Pochi giorni fa è stata resa nota la sentenza del Giudice di Pace che ha condannato l’Ambito Territoriale di Caccia di Avezzano a risarcire un cacciatore del luogo a causa dell’assegnazione di un’area per la caccia al cinghiale definita “non idonea”. La replica dell’ATC abruzzese non si è fatta attendere. Come aggiornato oggi dal quotidiano Il Centro, infatti, il presidente Giacomo Di Domenico ha fatto sapere che ci sarà il ricorso in appello contro la pronuncia, visto che la zona assegnata nel caso dibattuto no n può essere definita pericolosa. Inoltre, l’Ambito ha sottolineato come la Provincia dell’Aquila non abbia mai accertato nulla in questo senso, di conseguenza la caccia al cinghiale è stata autorizzata in modo più che regolare.
L’ATC ha ribadito il rispetto per la sentenza di cui si sta parlando, senza però tralasciare i dubbi e le perplessità che sono sorti dopo aver letto le motivazioni del giudice e che verranno rimarcati nell’appello.
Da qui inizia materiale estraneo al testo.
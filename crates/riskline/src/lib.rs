#![doc = include_str!("../README.md")]
#![doc(issue_tracker_base_url = "https://github.com/factordynamics/riskline/issues/")]
#![cfg_attr(docsrs, feature(doc_cfg, doc_auto_cfg))]
#![warn(missing_docs)]
#![forbid(unsafe_code)]

pub mod config;
pub mod error;
pub mod pipeline;

// Re-export main types from sub-crates
pub use riskline_data as data;
pub use riskline_output as output;
pub use riskline_risk as risk;

pub use config::{ConfigError, RiskConfig};
pub use error::PipelineError;
pub use pipeline::RiskPipeline;

/// Version information.
pub const VERSION: &str = env!("CARGO_PKG_VERSION");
Di Domenico si è anche rivolto polemicamente a coloro che hanno intenzione di sfruttare la pronuncia per battere cassa, dato che altri cacciatori potrebbero chiedere un risarcimento simile prendendo spunto da quello che è ormai un importante precedente.
Secondo l’Ambito Territoriale di Caccia la vicenda ha assunto dei contorni singolari, in quanto lo stesso caso era stato giudicato in precedenza dai magistrati in senso contrario: è stato smentito categoricamente che in Procura siano aperte altre inchieste con le stesse motivazioni del cacciatore 36enne a cui è stato accettato il ricorso. Una ulteriore precisazione riguarda la Corte dei Conti. Come spiegato dal presidente dell’ATC, l’organo di rilievo costituzionale non controlla gli Ambiti Territoriali di Caccia, come avviene invece nel caso di altri organismi pubblici.
In base a quanto stabilito dal Giudice di Pace, l’area assegnata, nello specifico quella denominata “La Cesalonga”, non era adatta al prelievo venatorio. In aggiunta, era stato spiegato come un dirigente si fosse rivolto a Di Domenico per cercare una soluzione alternativa per il gruppo composto da 22 cacciatori (“I Limieri”). La Provincia dell’Aquilia riconobbe i pericoli lamentati dal cacciatore abruzzese. Il riferimento agli altri componenti della squadra non è casuale, visto che gran parte della polemica ha fatto leva sul fatto che i cacciatori avevano pagato in maniera regolare le tasse per garantire l’iscrizione all’ATC, senza avere però la possibilità di abbattere i cinghiali nel corso della stagione venatoria 2013-2014. Da quanto si sta intuendo, non sarà di sicuro l’ultima parola della vicenda, si attendono ulteriori sviluppi e repliche.